In how many ways can you arrange a sequence of 'n' (1 to n) numbers such that no number occurs at the index represent by its value?
For eg
1 can not be at first position
2 can not be at second position
.
.
n can not be at nth position
Please give a general solution. Also solve it for n=6. Its not a homework.
You want fixed point free permutations, also known as derangements. The formula for their number is slightly more complicated than for the number of permutations that may have fixed points.
Let P(n) be the number of such arrangements for n numbers.
For 123456....n
Cases are of the form
2*****
3*****
4*****
5*****
.
.
n*****
Now 1 can be anywhere at the rest (n-1) positions.
If 1 is put at the position of the number replacing it...
21****
3*1***
4**1**
.
.
n****1
then first and the replaced numbers are fixed.
Then total cases = (n-1) * P(n-2)
Else if
1 is also restricted not to be at a particular position (positions in above cases)
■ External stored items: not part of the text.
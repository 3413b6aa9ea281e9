use serde::{Deserialize, Serialize};
use sqlx::FromRow;
use time::OffsetDateTime;

/// Role assigned to an account at registration.
#[derive(Debug, Clone, Copy, Serialize, Deserialize, PartialEq, Eq, sqlx::Type)]
#[sqlx(type_name = "user_role", rename_all = "SCREAMING_SNAKE_CASE")]
pub enum UserRole {
    Recruiter,
    Candidate,
}

/// User record in the database.
#[derive(Debug, Clone, Serialize, Deserialize, FromRow, PartialEq, Eq)]
#[serde(rename_all = "camelCase")]
pub struct User {
    pub id: String,
    pub name: Option<String>,
    pub email: String,
    #[serde(with = "time::serde::rfc3339::option")]
    pub email_verified: Option<OffsetDateTime>,
    pub image: Option<String>,
    pub role: UserRole,
}

/// User row together with the stored password, only read on login.
#[derive(Debug, Clone, FromRow, PartialEq, Eq)]
pub struct UserCredentials {
    #[sqlx(flatten)]
    pub user: User,
    pub password: Option<String>, // encrypted, never serialized
}

#[derive(Debug, Clone, Serialize, Deserialize, FromRow, PartialEq, Eq)]
#[serde(rename_all = "camelCase")]
pub struct PasswordRecoveryToken {
    pub id: String,
    pub token: String,
    pub is_recovered: bool,
    #[serde(with = "time::serde::rfc3339")]
    pub created_at: OffsetDateTime,
    #[serde(with = "time::serde::rfc3339")]
    pub expired_at: OffsetDateTime,
    pub user_id: String,
}

impl PasswordRecoveryToken {
    /// Usable for a reset: not consumed yet and not past its expiry.
    pub fn is_usable_at(&self, now: OffsetDateTime) -> bool {
        !self.is_recovered && now < self.expired_at
    }
}
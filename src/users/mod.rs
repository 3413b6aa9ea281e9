use crate::state::AppState;
use axum::Router;

mod dto;
pub mod error;
pub mod handlers;
pub mod jwt;
pub mod memory;
pub mod models;
pub mod repo;
pub mod services;

pub fn router() -> Router<AppState> {
    Router::new()
        .merge(handlers::auth_routes())
        .merge(handlers::me_routes())
}
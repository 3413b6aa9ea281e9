use argon2::{password_hash::SaltString, Argon2, PasswordHash, PasswordHasher, PasswordVerifier};
use rand::{distributions::Alphanumeric, rngs::OsRng, Rng};
use serde::Deserialize;
use time::OffsetDateTime;
use tracing::{debug, error, instrument};

use crate::users::error::{require, Result};
use crate::users::models::{PasswordRecoveryToken, User, UserCredentials};
use crate::users::repo::UserStore;

const RECOVERY_TOKEN_LEN: usize = 48;

#[derive(Debug, Default, Clone, Deserialize)]
#[serde(rename_all = "camelCase", default)]
pub struct CreateUserTokenParams {
    pub email: Option<String>,
    pub token: Option<String>,
    #[serde(with = "time::serde::rfc3339::option")]
    pub expired_at: Option<OffsetDateTime>,
}

#[derive(Debug, Default, Clone, Deserialize)]
#[serde(default)]
pub struct EmailParams {
    pub email: Option<String>,
}

#[derive(Debug, Default, Clone, Deserialize)]
#[serde(rename_all = "camelCase", default)]
pub struct UpdateUserPasswordParams {
    pub token: Option<String>,
    pub encrypted_password: Option<String>,
}

#[derive(Debug, Default, Clone, Deserialize)]
#[serde(default)]
pub struct TokenParams {
    pub token: Option<String>,
}

// An empty string counts as absent.
fn text(value: Option<String>) -> Option<String> {
    value.filter(|v| !v.is_empty())
}

/// Issue a recovery token for the account owning `email`.
#[instrument(skip(store, params))]
pub async fn create_user_token(
    store: &dyn UserStore,
    params: CreateUserTokenParams,
) -> Result<User> {
    let email = require(text(params.email), "email")?;
    let token = require(text(params.token), "token")?;
    let expired_at = require(params.expired_at, "expiredAt")?;

    let user = store.update_user_token(&email, &token, expired_at).await?;
    debug!(user_id = %user.id, %expired_at, "recovery token issued");
    Ok(user)
}

#[instrument(skip(store, params))]
pub async fn get_user_by_email(store: &dyn UserStore, params: EmailParams) -> Result<Option<User>> {
    let email = require(text(params.email), "email")?;
    Ok(store.find_user_by_email(&email).await?)
}

/// Lookup for login call sites. Unlike [`get_user_by_email`] the result
/// carries the encrypted password.
#[instrument(skip(store, params))]
pub async fn get_user_for_auth(
    store: &dyn UserStore,
    params: EmailParams,
) -> Result<Option<UserCredentials>> {
    let email = require(text(params.email), "email")?;
    Ok(store.find_user_for_auth(&email).await?)
}

/// Consume a recovery token. The password must already be hashed.
#[instrument(skip(store, params))]
pub async fn update_user_password(
    store: &dyn UserStore,
    params: UpdateUserPasswordParams,
) -> Result<PasswordRecoveryToken> {
    let token = require(text(params.token), "token")?;
    let encrypted_password = require(text(params.encrypted_password), "encryptedPassword")?;

    let recovery = store.update_token_password(&token, &encrypted_password).await?;
    debug!(user_id = %recovery.user_id, "password updated from recovery token");
    Ok(recovery)
}

#[instrument(skip(store, params))]
pub async fn get_password_recovery_token(
    store: &dyn UserStore,
    params: TokenParams,
) -> Result<Option<PasswordRecoveryToken>> {
    let token = require(text(params.token), "token")?;
    Ok(store.find_token_by_token(&token).await?)
}

pub fn generate_recovery_token() -> String {
    rand::thread_rng()
        .sample_iter(&Alphanumeric)
        .take(RECOVERY_TOKEN_LEN)
        .map(char::from)
        .collect()
}

pub fn hash_password(plain: &str) -> anyhow::Result<String> {
    let salt = SaltString::generate(&mut OsRng);
    let hash = Argon2::default()
        .hash_password(plain.as_bytes(), &salt)
        .map_err(|e| {
            error!(error = %e, "argon2 hash_password error");
            anyhow::anyhow!(e.to_string())
        })?
        .to_string();
    Ok(hash)
}

pub fn verify_password(plain: &str, hash: &str) -> anyhow::Result<bool> {
    let parsed = PasswordHash::new(hash).map_err(|e| {
        error!(error = %e, "argon2 parse hash error");
        anyhow::anyhow!(e.to_string())
    })?;
    Ok(Argon2::default()
        .verify_password(plain.as_bytes(), &parsed)
        .is_ok())
}

#[cfg(test)]
mod tests {
    use std::sync::atomic::{AtomicUsize, Ordering};

    use async_trait::async_trait;
    use time::macros::datetime;

    use super::*;
    use crate::users::error::UserError;
    use crate::users::models::UserRole;

    const ID: &str = "4f1c2a52-8a36-4a55-9a43-0f0c4f3b2e11";

    fn user() -> User {
        User {
            id: ID.into(),
            name: Some("Grace Hopper".into()),
            email: "grace@example.com".into(),
            email_verified: None,
            image: None,
            role: UserRole::Recruiter,
        }
    }

    fn recovery_token() -> PasswordRecoveryToken {
        PasswordRecoveryToken {
            id: ID.into(),
            token: ID.into(),
            is_recovered: true,
            created_at: datetime!(2024-03-01 10:00 UTC),
            expired_at: datetime!(2024-03-01 10:00 UTC),
            user_id: ID.into(),
        }
    }

    /// Resolves every call with a canned record and counts store hits.
    #[derive(Default)]
    struct CannedStore {
        calls: AtomicUsize,
    }

    impl CannedStore {
        fn hit(&self) {
            self.calls.fetch_add(1, Ordering::SeqCst);
        }

        fn calls(&self) -> usize {
            self.calls.load(Ordering::SeqCst)
        }
    }

    #[async_trait]
    impl UserStore for CannedStore {
        async fn find_user_by_email(&self, _email: &str) -> anyhow::Result<Option<User>> {
            self.hit();
            Ok(Some(user()))
        }

        async fn find_user_for_auth(&self, _email: &str) -> anyhow::Result<Option<UserCredentials>> {
            self.hit();
            Ok(Some(UserCredentials {
                user: user(),
                password: Some("$argon2id$stub".into()),
            }))
        }

        async fn update_user_token(
            &self,
            _email: &str,
            _token: &str,
            _expired_at: OffsetDateTime,
        ) -> anyhow::Result<User> {
            self.hit();
            Ok(user())
        }

        async fn update_token_password(
            &self,
            _token: &str,
            _encrypted_password: &str,
        ) -> anyhow::Result<PasswordRecoveryToken> {
            self.hit();
            Ok(recovery_token())
        }

        async fn find_token_by_token(
            &self,
            _token: &str,
        ) -> anyhow::Result<Option<PasswordRecoveryToken>> {
            self.hit();
            Ok(Some(recovery_token()))
        }
    }

    struct FailingStore;

    #[async_trait]
    impl UserStore for FailingStore {
        async fn find_user_by_email(&self, _email: &str) -> anyhow::Result<Option<User>> {
            anyhow::bail!("database unavailable")
        }

        async fn find_user_for_auth(&self, _email: &str) -> anyhow::Result<Option<UserCredentials>> {
            anyhow::bail!("database unavailable")
        }

        async fn update_user_token(
            &self,
            _email: &str,
            _token: &str,
            _expired_at: OffsetDateTime,
        ) -> anyhow::Result<User> {
            anyhow::bail!("database unavailable")
        }

        async fn update_token_password(
            &self,
            _token: &str,
            _encrypted_password: &str,
        ) -> anyhow::Result<PasswordRecoveryToken> {
            anyhow::bail!("database unavailable")
        }

        async fn find_token_by_token(
            &self,
            _token: &str,
        ) -> anyhow::Result<Option<PasswordRecoveryToken>> {
            anyhow::bail!("database unavailable")
        }
    }

    fn token_params() -> CreateUserTokenParams {
        CreateUserTokenParams {
            email: Some("grace@example.com".into()),
            token: Some("s3cr3t".into()),
            expired_at: Some(datetime!(2024-03-01 11:00 UTC)),
        }
    }

    #[tokio::test]
    async fn create_user_token_returns_updated_user() {
        let store = CannedStore::default();
        let saved = create_user_token(&store, token_params()).await.unwrap();
        assert_eq!(saved, user());
        assert_eq!(store.calls(), 1);
    }

    #[tokio::test]
    async fn create_user_token_requires_email() {
        let store = CannedStore::default();
        let params = CreateUserTokenParams {
            email: None,
            ..token_params()
        };
        let err = create_user_token(&store, params).await.unwrap_err();
        assert_eq!(err.to_string(), "missing email");
        assert_eq!(store.calls(), 0);
    }

    #[tokio::test]
    async fn create_user_token_requires_token() {
        let store = CannedStore::default();
        let params = CreateUserTokenParams {
            token: None,
            ..token_params()
        };
        let err = create_user_token(&store, params).await.unwrap_err();
        assert_eq!(err.to_string(), "missing token");
    }

    #[tokio::test]
    async fn create_user_token_requires_expired_at() {
        let store = CannedStore::default();
        let params = CreateUserTokenParams {
            expired_at: None,
            ..token_params()
        };
        let err = create_user_token(&store, params).await.unwrap_err();
        assert_eq!(err.to_string(), "missing expiredAt");
    }

    #[tokio::test]
    async fn create_user_token_names_first_missing_field() {
        let store = CannedStore::default();
        let err = create_user_token(&store, CreateUserTokenParams::default())
            .await
            .unwrap_err();
        assert!(matches!(err, UserError::MissingField("email")));

        let params = CreateUserTokenParams {
            email: Some("grace@example.com".into()),
            ..Default::default()
        };
        let err = create_user_token(&store, params).await.unwrap_err();
        assert!(matches!(err, UserError::MissingField("token")));
        assert_eq!(store.calls(), 0);
    }

    #[tokio::test]
    async fn empty_email_counts_as_missing() {
        let store = CannedStore::default();
        let params = EmailParams {
            email: Some(String::new()),
        };
        let err = get_user_by_email(&store, params).await.unwrap_err();
        assert_eq!(err.to_string(), "missing email");
    }

    #[tokio::test]
    async fn get_user_by_email_passes_user_through() {
        let store = CannedStore::default();
        let params = EmailParams {
            email: Some("grace@example.com".into()),
        };
        let found = get_user_by_email(&store, params).await.unwrap();
        assert_eq!(found, Some(user()));
    }

    #[tokio::test]
    async fn get_user_by_email_requires_email() {
        let store = CannedStore::default();
        let err = get_user_by_email(&store, EmailParams::default())
            .await
            .unwrap_err();
        assert_eq!(err.to_string(), "missing email");
    }

    #[tokio::test]
    async fn get_user_for_auth_passes_credentials_through() {
        let store = CannedStore::default();
        let params = EmailParams {
            email: Some("grace@example.com".into()),
        };
        let creds = get_user_for_auth(&store, params).await.unwrap().unwrap();
        assert_eq!(creds.user, user());
        assert_eq!(creds.password.as_deref(), Some("$argon2id$stub"));
    }

    #[tokio::test]
    async fn get_user_for_auth_requires_email() {
        let store = CannedStore::default();
        let err = get_user_for_auth(&store, EmailParams::default())
            .await
            .unwrap_err();
        assert_eq!(err.to_string(), "missing email");
    }

    #[tokio::test]
    async fn update_user_password_returns_token() {
        let store = CannedStore::default();
        let params = UpdateUserPasswordParams {
            token: Some(ID.into()),
            encrypted_password: Some("hash".into()),
        };
        let updated = update_user_password(&store, params).await.unwrap();
        assert_eq!(updated, recovery_token());
    }

    #[tokio::test]
    async fn update_user_password_requires_token() {
        let store = CannedStore::default();
        let params = UpdateUserPasswordParams {
            token: None,
            encrypted_password: Some("hash".into()),
        };
        let err = update_user_password(&store, params).await.unwrap_err();
        assert_eq!(err.to_string(), "missing token");
    }

    #[tokio::test]
    async fn update_user_password_requires_encrypted_password() {
        let store = CannedStore::default();
        let params = UpdateUserPasswordParams {
            token: Some(ID.into()),
            encrypted_password: None,
        };
        let err = update_user_password(&store, params).await.unwrap_err();
        assert_eq!(err.to_string(), "missing encryptedPassword");
        assert_eq!(store.calls(), 0);
    }

    #[tokio::test]
    async fn update_user_password_names_token_before_password() {
        let store = CannedStore::default();
        let err = update_user_password(&store, UpdateUserPasswordParams::default())
            .await
            .unwrap_err();
        assert!(matches!(err, UserError::MissingField("token")));
        assert_eq!(err.to_string(), "missing token");
        assert_eq!(store.calls(), 0);
    }

    #[tokio::test]
    async fn get_password_recovery_token_passes_token_through() {
        let store = CannedStore::default();
        let params = TokenParams {
            token: Some(ID.into()),
        };
        let found = get_password_recovery_token(&store, params).await.unwrap();
        assert_eq!(found, Some(recovery_token()));
    }

    #[tokio::test]
    async fn get_password_recovery_token_requires_token() {
        let store = CannedStore::default();
        let err = get_password_recovery_token(&store, TokenParams::default())
            .await
            .unwrap_err();
        assert_eq!(err.to_string(), "missing token");
    }

    #[tokio::test]
    async fn store_errors_propagate_unchanged() {
        let err = create_user_token(&FailingStore, token_params())
            .await
            .unwrap_err();
        assert!(matches!(err, UserError::Store(_)));
        assert_eq!(err.to_string(), "database unavailable");
    }

    #[test]
    fn params_deserialize_from_camel_case() {
        let params: UpdateUserPasswordParams =
            serde_json::from_str(r#"{"token":"t","encryptedPassword":"p"}"#).unwrap();
        assert_eq!(params.token.as_deref(), Some("t"));
        assert_eq!(params.encrypted_password.as_deref(), Some("p"));

        let params: CreateUserTokenParams = serde_json::from_str(r#"{"token":"t"}"#).unwrap();
        assert!(params.email.is_none());
        assert!(params.expired_at.is_none());
    }

    #[test]
    fn recovery_tokens_are_random_alphanumeric() {
        let a = generate_recovery_token();
        let b = generate_recovery_token();
        assert_eq!(a.len(), RECOVERY_TOKEN_LEN);
        assert!(a.chars().all(|c| c.is_ascii_alphanumeric()));
        assert_ne!(a, b);
    }

    #[test]
    fn hash_and_verify_roundtrip() {
        let password = "Secur3P@ssw0rd!";
        let hash = hash_password(password).expect("hashing should succeed");
        assert!(verify_password(password, &hash).expect("verify should succeed"));
        assert!(!verify_password("wrong-password", &hash).expect("verify should not error"));
    }

    #[test]
    fn verify_errors_on_malformed_hash() {
        let err = verify_password("anything", "not-a-valid-hash").unwrap_err();
        assert!(!err.to_string().is_empty());
    }
}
Then total cases = (n-1) * P(n-1)
So
P(n) = (P(n-1) + P(n-2)) * (n-1)
with P(1) = 0
and P(2) = 1
The number of derangements (fixed point free permutations) of n things is round(n!/e) where e is the base of natural logarithms. Here round means nearest integer function. This is described in the Wikipedia article, but in a manner that could stand clarification.
For n = 6 one easily calculates there are round(264.87...) = 265 derangements.
In effect you've asked a frequently covered question from MathSE.